**Action item**
Take the entries below and print only the lines from the one with "repository 76915a8415c08aa0" through the one with "pub struct Aggregator", exactly as they stand, both ends included.

[Saved entries]
************

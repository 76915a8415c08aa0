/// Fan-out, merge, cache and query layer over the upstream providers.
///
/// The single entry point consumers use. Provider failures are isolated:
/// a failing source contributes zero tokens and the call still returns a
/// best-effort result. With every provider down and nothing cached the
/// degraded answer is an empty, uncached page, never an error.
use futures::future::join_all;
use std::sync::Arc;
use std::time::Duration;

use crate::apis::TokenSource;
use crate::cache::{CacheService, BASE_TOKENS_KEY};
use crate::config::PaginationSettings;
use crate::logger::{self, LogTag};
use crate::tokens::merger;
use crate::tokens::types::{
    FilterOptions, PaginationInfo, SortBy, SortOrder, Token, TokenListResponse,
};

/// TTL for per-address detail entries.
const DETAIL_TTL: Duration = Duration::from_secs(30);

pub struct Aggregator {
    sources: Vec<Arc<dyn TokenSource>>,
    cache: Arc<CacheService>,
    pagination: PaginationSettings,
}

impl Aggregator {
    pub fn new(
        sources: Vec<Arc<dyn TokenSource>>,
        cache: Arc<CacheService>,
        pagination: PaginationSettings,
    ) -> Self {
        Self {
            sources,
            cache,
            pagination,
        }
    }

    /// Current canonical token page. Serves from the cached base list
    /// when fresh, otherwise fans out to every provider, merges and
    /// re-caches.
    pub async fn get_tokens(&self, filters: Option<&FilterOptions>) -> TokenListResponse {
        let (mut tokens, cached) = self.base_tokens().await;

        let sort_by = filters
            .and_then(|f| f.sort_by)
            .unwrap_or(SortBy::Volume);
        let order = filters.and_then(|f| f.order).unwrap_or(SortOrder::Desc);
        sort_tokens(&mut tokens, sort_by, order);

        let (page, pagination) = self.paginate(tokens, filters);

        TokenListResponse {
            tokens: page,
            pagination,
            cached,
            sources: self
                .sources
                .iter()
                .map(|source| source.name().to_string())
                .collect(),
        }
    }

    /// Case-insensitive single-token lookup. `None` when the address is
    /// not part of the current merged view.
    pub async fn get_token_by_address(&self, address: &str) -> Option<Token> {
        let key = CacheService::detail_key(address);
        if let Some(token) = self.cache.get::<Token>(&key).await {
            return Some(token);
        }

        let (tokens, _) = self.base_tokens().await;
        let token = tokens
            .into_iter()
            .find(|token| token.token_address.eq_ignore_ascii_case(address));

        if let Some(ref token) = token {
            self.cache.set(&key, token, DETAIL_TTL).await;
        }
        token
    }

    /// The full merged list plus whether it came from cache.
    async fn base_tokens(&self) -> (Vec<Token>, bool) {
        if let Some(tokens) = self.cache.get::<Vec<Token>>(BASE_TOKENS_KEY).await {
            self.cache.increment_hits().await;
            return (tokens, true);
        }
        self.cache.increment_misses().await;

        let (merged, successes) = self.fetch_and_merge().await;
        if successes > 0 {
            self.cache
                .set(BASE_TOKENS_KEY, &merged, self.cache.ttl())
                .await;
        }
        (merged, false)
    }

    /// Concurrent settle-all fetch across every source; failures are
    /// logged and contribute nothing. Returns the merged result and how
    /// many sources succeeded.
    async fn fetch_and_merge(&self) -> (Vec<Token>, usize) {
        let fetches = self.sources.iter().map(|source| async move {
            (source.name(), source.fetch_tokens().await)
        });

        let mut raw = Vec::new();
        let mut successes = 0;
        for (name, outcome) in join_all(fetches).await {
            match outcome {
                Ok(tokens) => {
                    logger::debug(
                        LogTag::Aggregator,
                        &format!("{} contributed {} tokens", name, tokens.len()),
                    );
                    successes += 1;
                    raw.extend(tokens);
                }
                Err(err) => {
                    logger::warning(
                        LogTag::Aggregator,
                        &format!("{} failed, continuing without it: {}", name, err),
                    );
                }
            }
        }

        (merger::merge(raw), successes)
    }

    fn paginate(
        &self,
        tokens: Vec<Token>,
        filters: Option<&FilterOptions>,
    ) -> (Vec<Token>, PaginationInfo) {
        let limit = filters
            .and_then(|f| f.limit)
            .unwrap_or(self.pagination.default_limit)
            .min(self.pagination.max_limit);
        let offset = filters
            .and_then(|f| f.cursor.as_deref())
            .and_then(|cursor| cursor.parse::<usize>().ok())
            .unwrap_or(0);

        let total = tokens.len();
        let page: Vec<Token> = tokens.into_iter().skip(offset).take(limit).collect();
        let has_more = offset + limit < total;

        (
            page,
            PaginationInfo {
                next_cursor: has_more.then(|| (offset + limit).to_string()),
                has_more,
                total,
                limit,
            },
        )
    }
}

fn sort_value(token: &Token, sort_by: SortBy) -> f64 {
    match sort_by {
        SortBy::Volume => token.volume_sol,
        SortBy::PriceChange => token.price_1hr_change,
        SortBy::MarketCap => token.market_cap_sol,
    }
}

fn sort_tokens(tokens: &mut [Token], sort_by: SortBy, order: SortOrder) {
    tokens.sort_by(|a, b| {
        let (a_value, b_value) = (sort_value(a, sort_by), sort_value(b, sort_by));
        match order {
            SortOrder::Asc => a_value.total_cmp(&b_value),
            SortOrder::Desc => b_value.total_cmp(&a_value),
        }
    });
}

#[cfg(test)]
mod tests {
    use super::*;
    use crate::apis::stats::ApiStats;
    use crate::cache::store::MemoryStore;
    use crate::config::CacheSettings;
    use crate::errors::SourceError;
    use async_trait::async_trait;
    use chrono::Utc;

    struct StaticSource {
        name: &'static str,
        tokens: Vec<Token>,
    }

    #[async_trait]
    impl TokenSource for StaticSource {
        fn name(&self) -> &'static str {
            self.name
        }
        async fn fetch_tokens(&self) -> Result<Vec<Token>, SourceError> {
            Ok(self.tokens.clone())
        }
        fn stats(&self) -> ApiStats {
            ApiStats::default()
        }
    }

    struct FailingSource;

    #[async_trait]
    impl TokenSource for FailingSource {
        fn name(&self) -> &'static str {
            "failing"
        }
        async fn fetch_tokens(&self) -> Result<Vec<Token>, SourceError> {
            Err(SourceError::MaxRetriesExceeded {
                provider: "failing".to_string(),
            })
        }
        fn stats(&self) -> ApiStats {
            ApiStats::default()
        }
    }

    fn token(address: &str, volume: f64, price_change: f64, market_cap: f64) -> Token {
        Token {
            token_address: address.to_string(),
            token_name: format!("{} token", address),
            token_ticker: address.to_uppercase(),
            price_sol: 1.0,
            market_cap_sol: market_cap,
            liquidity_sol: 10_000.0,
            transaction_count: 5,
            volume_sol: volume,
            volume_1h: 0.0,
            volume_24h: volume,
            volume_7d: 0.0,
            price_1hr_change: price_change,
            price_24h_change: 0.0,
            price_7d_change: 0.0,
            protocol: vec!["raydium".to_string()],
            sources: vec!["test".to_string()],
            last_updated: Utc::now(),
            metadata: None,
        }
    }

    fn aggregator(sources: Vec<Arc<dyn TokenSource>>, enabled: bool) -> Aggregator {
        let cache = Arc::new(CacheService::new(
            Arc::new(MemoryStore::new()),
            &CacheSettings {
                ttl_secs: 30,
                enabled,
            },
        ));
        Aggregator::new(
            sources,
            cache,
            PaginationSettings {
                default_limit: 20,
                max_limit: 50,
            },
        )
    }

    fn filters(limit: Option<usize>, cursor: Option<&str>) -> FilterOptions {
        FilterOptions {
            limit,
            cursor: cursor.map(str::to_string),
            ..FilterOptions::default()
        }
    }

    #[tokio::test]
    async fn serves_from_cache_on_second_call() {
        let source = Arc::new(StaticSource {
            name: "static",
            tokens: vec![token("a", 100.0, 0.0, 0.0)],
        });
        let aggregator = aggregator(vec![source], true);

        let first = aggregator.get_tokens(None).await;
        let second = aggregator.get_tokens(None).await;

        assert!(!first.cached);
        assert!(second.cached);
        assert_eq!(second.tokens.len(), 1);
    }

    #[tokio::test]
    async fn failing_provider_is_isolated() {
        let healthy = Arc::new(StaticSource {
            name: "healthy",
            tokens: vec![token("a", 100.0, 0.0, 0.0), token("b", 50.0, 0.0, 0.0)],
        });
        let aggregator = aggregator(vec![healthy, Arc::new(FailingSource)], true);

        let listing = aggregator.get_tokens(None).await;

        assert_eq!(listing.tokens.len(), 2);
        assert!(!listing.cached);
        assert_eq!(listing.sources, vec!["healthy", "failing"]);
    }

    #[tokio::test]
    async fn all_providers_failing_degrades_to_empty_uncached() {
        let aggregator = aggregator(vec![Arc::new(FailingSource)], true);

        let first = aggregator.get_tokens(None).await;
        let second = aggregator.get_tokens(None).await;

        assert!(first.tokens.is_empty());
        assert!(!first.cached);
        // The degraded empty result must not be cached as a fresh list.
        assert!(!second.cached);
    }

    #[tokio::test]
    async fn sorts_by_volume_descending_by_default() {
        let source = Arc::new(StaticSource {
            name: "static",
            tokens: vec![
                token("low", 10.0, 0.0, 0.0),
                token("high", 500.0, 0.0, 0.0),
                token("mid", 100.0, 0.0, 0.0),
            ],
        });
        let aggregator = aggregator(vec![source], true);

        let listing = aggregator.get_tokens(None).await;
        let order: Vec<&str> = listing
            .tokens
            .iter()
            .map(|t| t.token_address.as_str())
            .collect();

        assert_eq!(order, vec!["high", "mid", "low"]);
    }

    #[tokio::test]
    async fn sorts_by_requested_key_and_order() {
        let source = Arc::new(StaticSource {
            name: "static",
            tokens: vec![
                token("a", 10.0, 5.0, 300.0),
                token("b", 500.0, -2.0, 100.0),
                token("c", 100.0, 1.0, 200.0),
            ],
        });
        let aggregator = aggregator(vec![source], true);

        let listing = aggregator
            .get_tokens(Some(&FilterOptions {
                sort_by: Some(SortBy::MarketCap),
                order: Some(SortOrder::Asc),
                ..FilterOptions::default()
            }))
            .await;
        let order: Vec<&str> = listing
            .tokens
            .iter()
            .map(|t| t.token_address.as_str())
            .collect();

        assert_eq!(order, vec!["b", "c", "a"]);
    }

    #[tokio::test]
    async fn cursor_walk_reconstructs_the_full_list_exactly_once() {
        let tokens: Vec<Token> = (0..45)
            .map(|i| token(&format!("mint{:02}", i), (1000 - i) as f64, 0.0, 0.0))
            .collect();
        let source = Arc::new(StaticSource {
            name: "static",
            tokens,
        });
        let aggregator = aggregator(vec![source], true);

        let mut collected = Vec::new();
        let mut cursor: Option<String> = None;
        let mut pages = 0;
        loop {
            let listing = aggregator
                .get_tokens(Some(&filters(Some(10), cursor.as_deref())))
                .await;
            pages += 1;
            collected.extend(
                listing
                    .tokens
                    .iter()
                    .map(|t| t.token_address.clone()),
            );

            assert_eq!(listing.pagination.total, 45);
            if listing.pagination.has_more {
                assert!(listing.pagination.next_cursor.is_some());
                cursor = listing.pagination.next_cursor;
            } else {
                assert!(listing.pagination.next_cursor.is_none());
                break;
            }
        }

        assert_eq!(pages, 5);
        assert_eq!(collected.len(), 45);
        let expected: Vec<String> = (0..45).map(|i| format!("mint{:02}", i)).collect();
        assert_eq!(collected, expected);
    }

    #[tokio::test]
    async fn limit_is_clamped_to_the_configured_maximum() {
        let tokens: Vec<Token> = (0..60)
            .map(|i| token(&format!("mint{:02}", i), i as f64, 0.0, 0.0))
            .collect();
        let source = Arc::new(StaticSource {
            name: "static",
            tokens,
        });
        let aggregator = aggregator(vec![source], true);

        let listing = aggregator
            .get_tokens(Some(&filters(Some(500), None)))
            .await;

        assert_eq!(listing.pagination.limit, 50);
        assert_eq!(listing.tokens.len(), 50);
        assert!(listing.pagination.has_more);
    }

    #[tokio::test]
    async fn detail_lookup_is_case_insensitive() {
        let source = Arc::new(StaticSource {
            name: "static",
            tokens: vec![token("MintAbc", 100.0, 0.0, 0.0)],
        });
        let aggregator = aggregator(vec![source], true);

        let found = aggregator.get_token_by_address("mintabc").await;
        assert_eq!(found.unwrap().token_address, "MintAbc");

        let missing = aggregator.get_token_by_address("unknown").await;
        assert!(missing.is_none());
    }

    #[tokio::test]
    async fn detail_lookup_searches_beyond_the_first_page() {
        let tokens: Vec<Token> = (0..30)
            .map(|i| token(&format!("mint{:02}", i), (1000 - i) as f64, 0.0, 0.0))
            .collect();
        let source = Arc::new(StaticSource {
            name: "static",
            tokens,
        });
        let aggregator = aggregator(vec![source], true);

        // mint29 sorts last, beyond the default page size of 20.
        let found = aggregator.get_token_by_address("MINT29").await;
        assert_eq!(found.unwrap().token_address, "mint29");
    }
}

************

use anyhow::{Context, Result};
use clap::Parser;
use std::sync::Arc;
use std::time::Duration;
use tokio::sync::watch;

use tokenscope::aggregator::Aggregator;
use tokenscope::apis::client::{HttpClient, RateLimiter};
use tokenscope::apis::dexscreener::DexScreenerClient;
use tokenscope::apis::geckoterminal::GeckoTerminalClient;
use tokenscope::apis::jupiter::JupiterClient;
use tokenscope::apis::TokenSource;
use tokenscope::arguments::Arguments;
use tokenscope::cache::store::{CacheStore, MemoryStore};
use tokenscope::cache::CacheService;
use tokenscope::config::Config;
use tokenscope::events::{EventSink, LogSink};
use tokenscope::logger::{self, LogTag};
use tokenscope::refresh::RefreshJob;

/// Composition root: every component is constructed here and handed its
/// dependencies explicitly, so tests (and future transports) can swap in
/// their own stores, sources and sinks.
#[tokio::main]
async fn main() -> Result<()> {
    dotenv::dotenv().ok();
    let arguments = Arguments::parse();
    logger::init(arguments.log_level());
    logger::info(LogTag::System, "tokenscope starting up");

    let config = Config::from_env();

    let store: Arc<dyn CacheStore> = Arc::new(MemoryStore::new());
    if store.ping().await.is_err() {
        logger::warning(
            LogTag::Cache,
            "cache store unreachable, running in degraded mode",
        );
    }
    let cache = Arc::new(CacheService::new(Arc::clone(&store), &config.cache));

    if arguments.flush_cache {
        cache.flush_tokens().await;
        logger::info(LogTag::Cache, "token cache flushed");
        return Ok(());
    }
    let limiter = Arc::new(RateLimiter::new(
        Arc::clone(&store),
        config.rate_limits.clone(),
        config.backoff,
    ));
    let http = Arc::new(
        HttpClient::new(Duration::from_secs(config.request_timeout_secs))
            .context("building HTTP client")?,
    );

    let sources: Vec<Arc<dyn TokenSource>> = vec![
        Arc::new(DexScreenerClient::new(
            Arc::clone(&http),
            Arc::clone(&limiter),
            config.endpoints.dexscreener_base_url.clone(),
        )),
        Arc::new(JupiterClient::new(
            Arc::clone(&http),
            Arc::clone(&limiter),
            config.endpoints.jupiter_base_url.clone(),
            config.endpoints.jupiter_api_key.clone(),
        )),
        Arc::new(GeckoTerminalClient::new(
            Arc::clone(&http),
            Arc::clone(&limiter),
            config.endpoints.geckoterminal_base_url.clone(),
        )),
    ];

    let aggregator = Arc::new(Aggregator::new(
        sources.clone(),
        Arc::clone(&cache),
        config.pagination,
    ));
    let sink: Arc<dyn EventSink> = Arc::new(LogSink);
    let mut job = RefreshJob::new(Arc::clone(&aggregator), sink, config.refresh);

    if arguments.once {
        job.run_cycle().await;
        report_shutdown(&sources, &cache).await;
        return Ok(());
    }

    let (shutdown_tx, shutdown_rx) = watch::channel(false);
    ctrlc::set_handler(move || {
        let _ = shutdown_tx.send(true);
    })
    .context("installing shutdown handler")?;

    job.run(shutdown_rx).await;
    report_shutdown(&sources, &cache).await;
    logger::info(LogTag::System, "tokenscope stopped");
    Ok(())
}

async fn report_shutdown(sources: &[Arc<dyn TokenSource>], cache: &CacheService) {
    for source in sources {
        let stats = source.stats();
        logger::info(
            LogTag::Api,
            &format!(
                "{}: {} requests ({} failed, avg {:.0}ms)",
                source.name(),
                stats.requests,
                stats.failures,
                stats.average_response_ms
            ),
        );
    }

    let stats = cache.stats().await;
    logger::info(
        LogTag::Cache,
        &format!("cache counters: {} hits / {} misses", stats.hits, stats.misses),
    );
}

************

**Answer to this exercise**
repository 76915a8415c08aa0
/// Fan-out, merge, cache and query layer over the upstream providers.
///
/// The single entry point consumers use. Provider failures are isolated:
/// a failing source contributes zero tokens and the call still returns a
/// best-effort result. With every provider down and nothing cached the
/// degraded answer is an empty, uncached page, never an error.
use futures::future::join_all;
use std::sync::Arc;
use std::time::Duration;

use crate::apis::TokenSource;
use crate::cache::{CacheService, BASE_TOKENS_KEY};
use crate::config::PaginationSettings;
use crate::logger::{self, LogTag};
use crate::tokens::merger;
use crate::tokens::types::{
    FilterOptions, PaginationInfo, SortBy, SortOrder, Token, TokenListResponse,
};

/// TTL for per-address detail entries.
const DETAIL_TTL: Duration = Duration::from_secs(30);

pub struct Aggregator {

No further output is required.